§ Exercise aim
Please reproduce each line of the data below exactly as shown.

[Dataset entries]
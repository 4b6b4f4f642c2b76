use std::borrow::Cow;
use std::str::FromStr;

use async_trait::async_trait;
use log::info;
use sqlx::{
    sqlite::{SqliteConnectOptions, SqliteConnection},
    Connection, Executor,
};
use tokio::sync::Mutex;

use crate::{errors::DbError, models::connections::ConnectionConfig};

use super::{decode_row, DbSession, Row};

pub struct SqliteSession {
    conn: Mutex<SqliteConnection>,
}

impl SqliteSession {
    /// Opens `config.name` as a database file (created when missing) or an
    /// in-memory database for `:memory:`. Driver options become pragmas.
    pub async fn connect(config: &ConnectionConfig) -> Result<Self, DbError> {
        let mut options = if config.name == ":memory:" {
            SqliteConnectOptions::from_str("sqlite::memory:")
                .map_err(|e| DbError::ConnectionFailed(e.to_string()))?
        } else {
            SqliteConnectOptions::new()
                .filename(&config.name)
                .create_if_missing(true)
        };
        for (key, value) in &config.driver_options {
            options = options.pragma(
                Cow::<'static, str>::Owned(key.clone()),
                Cow::<'static, str>::Owned(value.clone()),
            );
        }

        let conn = SqliteConnection::connect_with(&options)
            .await
            .map_err(|e| DbError::ConnectionFailed(e.to_string()))?;

        info!("opened sqlite database {}", config.name);
        Ok(Self {
            conn: Mutex::new(conn),
        })
    }
}

#[async_trait]
impl DbSession for SqliteSession {
    async fn execute(&self, query: &str) -> Result<u64, DbError> {
        let mut conn = self.conn.lock().await;
        let result = (&mut *conn).execute(query).await?;
        Ok(result.rows_affected())
    }

    async fn query(&self, query: &str) -> Result<Vec<Row>, DbError> {
        let mut conn = self.conn.lock().await;
        let rows = (&mut *conn).fetch_all(query).await?;
        Ok(rows.iter().map(decode_row).collect())
    }

    async fn close(self: Box<Self>) -> Result<(), DbError> {
        self.conn.into_inner().close().await?;
        info!("sqlite session closed");
        Ok(())
    }
}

§ Answer for this exercise
repository 4b6b4f4f642c2b76
use std::borrow::Cow;
use std::str::FromStr;

use async_trait::async_trait;
use log::info;
use sqlx::{
    sqlite::{SqliteConnectOptions, SqliteConnection},
    Connection, Executor,
};
use tokio::sync::Mutex;

use crate::{errors::DbError, models::connections::ConnectionConfig};

use super::{decode_row, DbSession, Row};

pub struct SqliteSession {
    conn: Mutex<SqliteConnection>,
}

impl SqliteSession {
    /// Opens `config.name` as a database file (created when missing) or an
    /// in-memory database for `:memory:`. Driver options become pragmas.
    pub async fn connect(config: &ConnectionConfig) -> Result<Self, DbError> {
        let mut options = if config.name == ":memory:" {
            SqliteConnectOptions::from_str("sqlite::memory:")
                .map_err(|e| DbError::ConnectionFailed(e.to_string()))?
        } else {
            SqliteConnectOptions::new()
                .filename(&config.name)
                .create_if_missing(true)
        };
        for (key, value) in &config.driver_options {
            options = options.pragma(
                Cow::<'static, str>::Owned(key.clone()),
                Cow::<'static, str>::Owned(value.clone()),
            );
        }

        let conn = SqliteConnection::connect_with(&options)
            .await
            .map_err(|e| DbError::ConnectionFailed(e.to_string()))?;

        info!("opened sqlite database {}", config.name);
        Ok(Self {
            conn: Mutex::new(conn),
        })
    }
}

#[async_trait]
impl DbSession for SqliteSession {
    async fn execute(&self, query: &str) -> Result<u64, DbError> {
        let mut conn = self.conn.lock().await;
        let result = (&mut *conn).execute(query).await?;
        Ok(result.rows_affected())
    }

    async fn query(&self, query: &str) -> Result<Vec<Row>, DbError> {
        let mut conn = self.conn.lock().await;
        let rows = (&mut *conn).fetch_all(query).await?;
        Ok(rows.iter().map(decode_row).collect())
    }

    async fn close(self: Box<Self>) -> Result<(), DbError> {
        self.conn.into_inner().close().await?;
        info!("sqlite session closed");
        Ok(())
    }
}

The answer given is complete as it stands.